Within the data that follows, set down exactly the lines from the one containing "self.run_tick(next).await;" through the one containing "if let Err(e) = self.store.delete_reminder(reminder.id).await", both ends included.

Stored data

=======

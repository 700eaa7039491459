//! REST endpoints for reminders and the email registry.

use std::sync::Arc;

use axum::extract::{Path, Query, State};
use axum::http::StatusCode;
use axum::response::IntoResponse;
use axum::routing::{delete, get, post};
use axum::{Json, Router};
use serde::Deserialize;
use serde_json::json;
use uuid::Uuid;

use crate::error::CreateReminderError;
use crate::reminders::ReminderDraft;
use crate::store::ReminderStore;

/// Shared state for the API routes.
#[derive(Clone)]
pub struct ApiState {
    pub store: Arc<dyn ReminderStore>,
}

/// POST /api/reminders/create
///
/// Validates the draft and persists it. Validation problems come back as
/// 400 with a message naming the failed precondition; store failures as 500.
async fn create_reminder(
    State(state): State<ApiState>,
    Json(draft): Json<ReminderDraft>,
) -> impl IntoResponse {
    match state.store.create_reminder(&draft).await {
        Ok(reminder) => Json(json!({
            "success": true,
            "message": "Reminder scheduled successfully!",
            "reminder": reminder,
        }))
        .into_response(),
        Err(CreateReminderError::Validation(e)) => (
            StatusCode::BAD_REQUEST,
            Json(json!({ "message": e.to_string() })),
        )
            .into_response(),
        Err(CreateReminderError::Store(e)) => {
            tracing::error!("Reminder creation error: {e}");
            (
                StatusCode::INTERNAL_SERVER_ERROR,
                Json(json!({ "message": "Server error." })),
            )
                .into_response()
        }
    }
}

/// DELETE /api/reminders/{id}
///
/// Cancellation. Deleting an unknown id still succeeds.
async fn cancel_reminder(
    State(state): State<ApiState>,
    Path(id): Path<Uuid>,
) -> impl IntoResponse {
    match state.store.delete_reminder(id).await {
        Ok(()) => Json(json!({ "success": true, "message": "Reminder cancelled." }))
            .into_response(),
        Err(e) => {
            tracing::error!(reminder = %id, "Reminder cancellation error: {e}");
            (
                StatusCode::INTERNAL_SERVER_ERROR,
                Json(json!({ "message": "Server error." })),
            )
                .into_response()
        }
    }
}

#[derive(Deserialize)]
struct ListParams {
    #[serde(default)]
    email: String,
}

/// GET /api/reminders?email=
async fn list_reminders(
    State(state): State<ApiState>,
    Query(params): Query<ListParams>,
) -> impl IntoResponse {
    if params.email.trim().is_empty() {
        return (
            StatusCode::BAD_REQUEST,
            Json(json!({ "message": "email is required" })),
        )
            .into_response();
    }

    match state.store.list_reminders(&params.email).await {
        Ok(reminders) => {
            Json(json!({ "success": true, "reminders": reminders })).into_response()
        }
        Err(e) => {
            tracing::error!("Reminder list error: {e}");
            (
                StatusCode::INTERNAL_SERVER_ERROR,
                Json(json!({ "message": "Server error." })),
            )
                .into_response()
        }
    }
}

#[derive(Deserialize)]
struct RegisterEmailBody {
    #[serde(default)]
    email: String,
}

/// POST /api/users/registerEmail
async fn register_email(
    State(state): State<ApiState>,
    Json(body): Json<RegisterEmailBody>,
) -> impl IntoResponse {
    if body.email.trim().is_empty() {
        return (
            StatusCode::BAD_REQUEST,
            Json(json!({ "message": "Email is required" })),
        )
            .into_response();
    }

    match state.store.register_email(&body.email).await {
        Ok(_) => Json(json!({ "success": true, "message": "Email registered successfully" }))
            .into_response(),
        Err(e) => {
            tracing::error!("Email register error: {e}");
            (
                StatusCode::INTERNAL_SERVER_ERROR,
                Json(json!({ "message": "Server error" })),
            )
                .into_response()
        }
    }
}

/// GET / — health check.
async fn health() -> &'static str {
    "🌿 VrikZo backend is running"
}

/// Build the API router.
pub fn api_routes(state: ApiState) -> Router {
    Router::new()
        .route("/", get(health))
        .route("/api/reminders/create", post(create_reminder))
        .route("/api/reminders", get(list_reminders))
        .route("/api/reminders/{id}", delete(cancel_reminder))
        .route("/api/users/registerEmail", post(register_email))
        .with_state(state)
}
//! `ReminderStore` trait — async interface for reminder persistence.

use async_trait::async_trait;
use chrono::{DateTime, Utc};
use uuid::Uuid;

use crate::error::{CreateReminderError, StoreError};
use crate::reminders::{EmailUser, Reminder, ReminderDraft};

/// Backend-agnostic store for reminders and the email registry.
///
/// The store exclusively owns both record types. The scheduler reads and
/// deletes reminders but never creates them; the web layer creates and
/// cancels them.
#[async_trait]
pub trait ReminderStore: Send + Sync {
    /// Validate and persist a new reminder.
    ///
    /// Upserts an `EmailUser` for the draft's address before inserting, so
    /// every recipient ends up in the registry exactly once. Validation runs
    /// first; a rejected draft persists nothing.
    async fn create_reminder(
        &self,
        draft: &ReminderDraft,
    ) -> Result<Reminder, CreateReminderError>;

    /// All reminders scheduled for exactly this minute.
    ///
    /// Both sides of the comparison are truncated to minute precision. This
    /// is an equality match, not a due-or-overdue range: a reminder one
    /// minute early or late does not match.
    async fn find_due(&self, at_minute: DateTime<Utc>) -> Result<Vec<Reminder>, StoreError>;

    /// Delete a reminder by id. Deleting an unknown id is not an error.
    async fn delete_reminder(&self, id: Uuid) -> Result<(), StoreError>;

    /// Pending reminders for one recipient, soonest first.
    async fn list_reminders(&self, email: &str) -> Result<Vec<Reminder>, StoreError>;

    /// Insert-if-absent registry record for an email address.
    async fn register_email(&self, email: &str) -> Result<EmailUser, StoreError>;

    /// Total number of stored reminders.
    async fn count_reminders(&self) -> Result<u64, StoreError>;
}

=======

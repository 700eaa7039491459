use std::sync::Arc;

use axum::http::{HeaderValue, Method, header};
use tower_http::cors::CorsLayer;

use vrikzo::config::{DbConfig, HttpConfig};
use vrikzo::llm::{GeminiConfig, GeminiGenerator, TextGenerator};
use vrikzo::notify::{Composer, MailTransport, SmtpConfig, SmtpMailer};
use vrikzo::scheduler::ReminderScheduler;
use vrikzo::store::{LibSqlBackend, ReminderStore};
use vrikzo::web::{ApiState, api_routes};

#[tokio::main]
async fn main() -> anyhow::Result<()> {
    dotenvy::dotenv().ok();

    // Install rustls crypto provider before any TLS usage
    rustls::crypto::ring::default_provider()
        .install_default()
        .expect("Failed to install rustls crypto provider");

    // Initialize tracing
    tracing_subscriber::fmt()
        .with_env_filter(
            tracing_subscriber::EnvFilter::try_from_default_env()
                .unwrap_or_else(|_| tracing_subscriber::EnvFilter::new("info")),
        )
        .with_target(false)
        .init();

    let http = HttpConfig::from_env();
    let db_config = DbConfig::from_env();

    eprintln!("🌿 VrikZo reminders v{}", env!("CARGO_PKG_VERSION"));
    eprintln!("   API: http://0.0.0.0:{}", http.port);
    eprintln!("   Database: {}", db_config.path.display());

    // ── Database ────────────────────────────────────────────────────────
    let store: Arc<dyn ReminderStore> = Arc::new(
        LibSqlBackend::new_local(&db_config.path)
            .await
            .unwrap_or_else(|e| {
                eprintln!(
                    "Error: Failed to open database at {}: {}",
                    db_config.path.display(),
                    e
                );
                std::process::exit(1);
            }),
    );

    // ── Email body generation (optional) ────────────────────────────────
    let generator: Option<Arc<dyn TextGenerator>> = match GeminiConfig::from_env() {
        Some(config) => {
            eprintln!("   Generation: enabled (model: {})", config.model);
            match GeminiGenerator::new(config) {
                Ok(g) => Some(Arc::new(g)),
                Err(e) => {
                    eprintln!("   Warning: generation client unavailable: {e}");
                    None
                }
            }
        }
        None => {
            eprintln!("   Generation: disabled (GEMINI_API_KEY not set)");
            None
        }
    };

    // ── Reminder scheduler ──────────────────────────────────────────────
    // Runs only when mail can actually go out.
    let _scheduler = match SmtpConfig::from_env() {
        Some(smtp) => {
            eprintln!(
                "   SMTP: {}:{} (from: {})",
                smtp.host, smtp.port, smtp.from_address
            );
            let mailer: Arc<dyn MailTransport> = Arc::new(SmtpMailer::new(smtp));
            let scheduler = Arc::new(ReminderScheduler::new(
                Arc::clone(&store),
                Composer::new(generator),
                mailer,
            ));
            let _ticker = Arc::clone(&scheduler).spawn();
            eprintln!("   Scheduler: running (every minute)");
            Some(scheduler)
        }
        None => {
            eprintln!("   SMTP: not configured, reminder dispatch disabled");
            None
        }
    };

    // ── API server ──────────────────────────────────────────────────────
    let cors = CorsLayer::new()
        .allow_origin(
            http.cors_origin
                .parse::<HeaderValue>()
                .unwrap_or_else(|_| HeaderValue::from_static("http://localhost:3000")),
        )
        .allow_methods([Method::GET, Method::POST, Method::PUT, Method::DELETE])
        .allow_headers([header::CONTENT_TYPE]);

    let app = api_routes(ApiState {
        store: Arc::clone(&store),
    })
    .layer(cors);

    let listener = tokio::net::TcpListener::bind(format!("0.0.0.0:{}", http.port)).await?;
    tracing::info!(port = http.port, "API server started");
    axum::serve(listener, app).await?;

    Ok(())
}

=======

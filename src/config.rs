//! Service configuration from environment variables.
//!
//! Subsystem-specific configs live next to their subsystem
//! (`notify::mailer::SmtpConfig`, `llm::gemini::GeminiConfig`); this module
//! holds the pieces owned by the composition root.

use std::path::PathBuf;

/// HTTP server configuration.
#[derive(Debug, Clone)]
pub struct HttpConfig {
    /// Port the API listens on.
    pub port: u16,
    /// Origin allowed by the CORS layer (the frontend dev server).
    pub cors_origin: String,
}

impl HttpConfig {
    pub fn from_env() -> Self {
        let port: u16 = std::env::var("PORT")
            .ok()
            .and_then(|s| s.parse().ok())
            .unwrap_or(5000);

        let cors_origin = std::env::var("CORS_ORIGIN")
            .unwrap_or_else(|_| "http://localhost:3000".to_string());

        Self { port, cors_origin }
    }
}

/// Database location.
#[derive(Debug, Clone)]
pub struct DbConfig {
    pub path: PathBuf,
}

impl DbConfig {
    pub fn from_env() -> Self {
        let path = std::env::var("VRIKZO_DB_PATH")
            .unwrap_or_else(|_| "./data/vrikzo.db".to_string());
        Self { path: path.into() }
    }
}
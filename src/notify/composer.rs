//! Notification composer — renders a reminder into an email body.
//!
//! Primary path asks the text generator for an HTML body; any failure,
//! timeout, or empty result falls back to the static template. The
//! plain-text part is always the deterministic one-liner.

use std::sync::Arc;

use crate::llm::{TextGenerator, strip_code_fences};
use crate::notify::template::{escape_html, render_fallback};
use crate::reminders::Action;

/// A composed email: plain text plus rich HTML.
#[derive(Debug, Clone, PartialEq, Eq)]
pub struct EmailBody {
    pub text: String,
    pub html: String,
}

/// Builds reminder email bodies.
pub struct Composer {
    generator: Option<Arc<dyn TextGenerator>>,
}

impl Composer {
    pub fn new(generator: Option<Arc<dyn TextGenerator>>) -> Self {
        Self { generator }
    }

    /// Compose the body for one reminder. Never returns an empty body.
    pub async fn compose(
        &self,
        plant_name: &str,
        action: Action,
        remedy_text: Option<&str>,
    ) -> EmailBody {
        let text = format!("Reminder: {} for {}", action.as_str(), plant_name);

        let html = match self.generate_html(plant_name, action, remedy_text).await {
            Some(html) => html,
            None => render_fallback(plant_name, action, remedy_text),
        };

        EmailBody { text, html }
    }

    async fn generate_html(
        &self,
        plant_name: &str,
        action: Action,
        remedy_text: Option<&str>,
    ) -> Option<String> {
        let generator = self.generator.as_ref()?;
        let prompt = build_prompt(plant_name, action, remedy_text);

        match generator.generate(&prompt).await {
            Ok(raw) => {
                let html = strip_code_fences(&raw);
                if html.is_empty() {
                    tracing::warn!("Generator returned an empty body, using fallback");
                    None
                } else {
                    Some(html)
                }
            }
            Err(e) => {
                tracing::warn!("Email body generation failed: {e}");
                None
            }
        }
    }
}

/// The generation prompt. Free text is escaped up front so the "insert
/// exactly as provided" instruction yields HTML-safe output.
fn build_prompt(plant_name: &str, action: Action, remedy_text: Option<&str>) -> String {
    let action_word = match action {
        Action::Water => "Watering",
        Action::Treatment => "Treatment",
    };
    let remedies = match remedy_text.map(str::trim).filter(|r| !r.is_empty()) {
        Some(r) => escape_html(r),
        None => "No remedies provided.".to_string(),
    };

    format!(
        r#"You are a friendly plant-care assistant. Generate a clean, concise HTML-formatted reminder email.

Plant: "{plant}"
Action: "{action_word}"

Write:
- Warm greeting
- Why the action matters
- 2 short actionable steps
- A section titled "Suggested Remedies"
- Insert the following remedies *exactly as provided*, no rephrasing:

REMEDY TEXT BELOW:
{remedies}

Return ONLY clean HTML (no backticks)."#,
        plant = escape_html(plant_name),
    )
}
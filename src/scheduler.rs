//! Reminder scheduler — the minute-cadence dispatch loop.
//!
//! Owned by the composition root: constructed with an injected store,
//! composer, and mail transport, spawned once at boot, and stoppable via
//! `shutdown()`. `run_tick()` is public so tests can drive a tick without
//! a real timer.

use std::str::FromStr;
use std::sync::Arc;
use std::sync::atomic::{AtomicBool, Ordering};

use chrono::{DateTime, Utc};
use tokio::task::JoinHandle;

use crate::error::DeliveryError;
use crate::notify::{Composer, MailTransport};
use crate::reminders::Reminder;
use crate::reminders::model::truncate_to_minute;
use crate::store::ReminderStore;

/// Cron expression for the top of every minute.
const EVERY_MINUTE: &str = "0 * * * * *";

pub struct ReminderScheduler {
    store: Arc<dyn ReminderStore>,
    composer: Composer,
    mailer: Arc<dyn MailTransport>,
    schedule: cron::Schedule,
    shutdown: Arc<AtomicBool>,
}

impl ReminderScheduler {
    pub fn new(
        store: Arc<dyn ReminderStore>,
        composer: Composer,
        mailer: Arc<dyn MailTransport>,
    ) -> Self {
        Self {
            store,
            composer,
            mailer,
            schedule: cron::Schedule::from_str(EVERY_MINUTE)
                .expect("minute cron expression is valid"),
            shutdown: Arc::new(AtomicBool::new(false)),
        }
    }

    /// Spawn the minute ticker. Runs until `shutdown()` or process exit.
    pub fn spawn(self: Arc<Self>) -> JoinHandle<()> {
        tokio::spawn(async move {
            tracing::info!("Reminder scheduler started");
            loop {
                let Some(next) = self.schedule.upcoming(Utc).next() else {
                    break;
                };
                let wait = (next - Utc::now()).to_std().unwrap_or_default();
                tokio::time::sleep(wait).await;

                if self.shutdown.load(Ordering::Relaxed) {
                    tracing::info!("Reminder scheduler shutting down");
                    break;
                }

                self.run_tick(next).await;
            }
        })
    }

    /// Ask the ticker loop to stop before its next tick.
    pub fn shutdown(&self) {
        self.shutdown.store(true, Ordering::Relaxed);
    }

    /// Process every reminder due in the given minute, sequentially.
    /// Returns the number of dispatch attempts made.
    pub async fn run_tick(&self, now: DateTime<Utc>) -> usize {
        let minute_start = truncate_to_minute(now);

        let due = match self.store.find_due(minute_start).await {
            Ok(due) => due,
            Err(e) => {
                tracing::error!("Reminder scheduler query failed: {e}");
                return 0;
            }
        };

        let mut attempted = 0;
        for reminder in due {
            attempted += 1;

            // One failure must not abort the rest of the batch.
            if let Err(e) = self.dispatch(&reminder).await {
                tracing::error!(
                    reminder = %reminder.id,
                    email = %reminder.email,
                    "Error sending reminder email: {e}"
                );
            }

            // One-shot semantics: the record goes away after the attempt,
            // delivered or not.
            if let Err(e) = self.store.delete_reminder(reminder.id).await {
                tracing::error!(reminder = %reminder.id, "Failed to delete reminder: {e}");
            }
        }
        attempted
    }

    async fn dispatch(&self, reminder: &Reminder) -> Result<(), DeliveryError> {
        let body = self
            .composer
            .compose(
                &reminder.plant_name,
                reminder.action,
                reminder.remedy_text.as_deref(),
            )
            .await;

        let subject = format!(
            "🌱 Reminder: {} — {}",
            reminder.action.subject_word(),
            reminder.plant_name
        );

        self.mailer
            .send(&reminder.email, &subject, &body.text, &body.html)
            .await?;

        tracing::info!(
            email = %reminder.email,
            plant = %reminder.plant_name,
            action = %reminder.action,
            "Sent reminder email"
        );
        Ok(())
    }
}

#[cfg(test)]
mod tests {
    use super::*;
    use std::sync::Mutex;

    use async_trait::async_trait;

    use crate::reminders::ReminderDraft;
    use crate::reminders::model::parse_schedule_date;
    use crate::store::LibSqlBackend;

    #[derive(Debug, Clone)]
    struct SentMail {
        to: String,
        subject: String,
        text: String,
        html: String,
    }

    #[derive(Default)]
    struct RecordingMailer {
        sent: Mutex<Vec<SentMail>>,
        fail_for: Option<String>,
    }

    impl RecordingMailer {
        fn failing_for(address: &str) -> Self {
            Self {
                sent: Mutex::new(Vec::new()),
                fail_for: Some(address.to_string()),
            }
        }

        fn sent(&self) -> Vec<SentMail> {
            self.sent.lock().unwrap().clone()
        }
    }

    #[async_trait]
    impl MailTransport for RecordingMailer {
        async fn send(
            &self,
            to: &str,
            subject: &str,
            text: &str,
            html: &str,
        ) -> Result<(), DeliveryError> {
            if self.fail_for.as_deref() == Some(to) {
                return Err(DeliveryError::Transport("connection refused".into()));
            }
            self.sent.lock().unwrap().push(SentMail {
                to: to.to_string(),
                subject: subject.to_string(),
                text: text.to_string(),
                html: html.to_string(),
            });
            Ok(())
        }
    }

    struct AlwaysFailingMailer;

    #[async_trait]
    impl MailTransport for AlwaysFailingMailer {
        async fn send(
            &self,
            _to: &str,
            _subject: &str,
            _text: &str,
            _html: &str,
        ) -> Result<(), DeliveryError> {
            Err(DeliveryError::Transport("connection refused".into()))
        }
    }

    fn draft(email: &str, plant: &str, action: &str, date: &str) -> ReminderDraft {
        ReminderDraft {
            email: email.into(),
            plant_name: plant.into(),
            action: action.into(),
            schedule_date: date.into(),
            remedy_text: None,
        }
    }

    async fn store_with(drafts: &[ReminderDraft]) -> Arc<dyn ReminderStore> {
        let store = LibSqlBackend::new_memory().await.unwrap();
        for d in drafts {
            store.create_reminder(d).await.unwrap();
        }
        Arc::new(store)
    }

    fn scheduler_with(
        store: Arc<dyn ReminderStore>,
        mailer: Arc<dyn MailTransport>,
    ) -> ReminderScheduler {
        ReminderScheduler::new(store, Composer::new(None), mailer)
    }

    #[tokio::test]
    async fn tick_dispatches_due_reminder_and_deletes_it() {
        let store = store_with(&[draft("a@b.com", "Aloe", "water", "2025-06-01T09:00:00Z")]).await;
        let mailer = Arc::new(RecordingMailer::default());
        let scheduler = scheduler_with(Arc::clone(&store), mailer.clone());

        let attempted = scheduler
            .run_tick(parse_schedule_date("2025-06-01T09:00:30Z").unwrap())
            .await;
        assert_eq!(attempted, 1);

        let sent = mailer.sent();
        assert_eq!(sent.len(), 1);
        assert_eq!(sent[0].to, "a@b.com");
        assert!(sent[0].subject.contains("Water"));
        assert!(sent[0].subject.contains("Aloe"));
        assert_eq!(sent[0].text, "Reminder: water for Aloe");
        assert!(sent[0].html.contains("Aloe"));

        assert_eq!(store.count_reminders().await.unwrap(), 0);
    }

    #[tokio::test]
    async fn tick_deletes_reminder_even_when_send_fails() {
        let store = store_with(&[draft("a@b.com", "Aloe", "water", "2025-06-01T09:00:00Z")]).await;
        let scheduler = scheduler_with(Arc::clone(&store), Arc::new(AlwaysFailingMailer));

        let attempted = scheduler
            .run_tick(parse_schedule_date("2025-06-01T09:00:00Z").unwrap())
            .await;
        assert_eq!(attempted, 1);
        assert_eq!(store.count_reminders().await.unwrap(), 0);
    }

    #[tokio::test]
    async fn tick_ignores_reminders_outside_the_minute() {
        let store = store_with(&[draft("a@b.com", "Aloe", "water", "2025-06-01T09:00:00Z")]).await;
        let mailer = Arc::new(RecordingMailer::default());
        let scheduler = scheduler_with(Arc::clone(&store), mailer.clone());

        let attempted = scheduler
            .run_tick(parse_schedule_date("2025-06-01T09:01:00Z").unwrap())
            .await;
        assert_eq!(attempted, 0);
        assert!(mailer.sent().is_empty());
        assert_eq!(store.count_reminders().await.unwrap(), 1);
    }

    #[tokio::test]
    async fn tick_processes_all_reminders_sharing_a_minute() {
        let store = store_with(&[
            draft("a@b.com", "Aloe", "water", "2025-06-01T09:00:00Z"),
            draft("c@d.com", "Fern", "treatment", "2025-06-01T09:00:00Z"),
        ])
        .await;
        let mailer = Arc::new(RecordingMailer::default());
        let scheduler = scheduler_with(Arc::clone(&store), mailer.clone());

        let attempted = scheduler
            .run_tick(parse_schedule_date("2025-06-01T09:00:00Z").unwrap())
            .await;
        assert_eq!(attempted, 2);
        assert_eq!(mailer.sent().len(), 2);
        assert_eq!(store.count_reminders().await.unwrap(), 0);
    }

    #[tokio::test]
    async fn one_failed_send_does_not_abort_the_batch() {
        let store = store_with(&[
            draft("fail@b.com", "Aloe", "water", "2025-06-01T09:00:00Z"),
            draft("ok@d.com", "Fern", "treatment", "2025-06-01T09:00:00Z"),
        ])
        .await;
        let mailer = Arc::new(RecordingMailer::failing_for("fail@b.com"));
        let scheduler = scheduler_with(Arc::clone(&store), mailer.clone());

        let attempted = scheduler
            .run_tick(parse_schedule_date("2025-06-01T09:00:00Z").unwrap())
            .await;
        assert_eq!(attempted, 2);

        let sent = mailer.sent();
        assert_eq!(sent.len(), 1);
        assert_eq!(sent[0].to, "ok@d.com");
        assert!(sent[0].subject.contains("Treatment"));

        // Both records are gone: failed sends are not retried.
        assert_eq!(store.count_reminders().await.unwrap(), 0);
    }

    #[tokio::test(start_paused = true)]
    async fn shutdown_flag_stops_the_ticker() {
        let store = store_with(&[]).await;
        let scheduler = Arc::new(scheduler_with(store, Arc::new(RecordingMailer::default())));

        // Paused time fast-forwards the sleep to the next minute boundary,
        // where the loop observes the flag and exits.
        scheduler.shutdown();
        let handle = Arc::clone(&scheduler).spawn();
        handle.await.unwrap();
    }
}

=======

▶ [Answer area]:
                self.run_tick(next).await;
            }
        })
    }

    /// Ask the ticker loop to stop before its next tick.
    pub fn shutdown(&self) {
        self.shutdown.store(true, Ordering::Relaxed);
    }

    /// Process every reminder due in the given minute, sequentially.
    /// Returns the number of dispatch attempts made.
    pub async fn run_tick(&self, now: DateTime<Utc>) -> usize {
        let minute_start = truncate_to_minute(now);

        let due = match self.store.find_due(minute_start).await {
            Ok(due) => due,
            Err(e) => {
                tracing::error!("Reminder scheduler query failed: {e}");
                return 0;
            }
        };

        let mut attempted = 0;
        for reminder in due {
            attempted += 1;

            // One failure must not abort the rest of the batch.
            if let Err(e) = self.dispatch(&reminder).await {
                tracing::error!(
                    reminder = %reminder.id,
                    email = %reminder.email,
                    "Error sending reminder email: {e}"
                );
            }

            // One-shot semantics: the record goes away after the attempt,
            // delivered or not.
            if let Err(e) = self.store.delete_reminder(reminder.id).await {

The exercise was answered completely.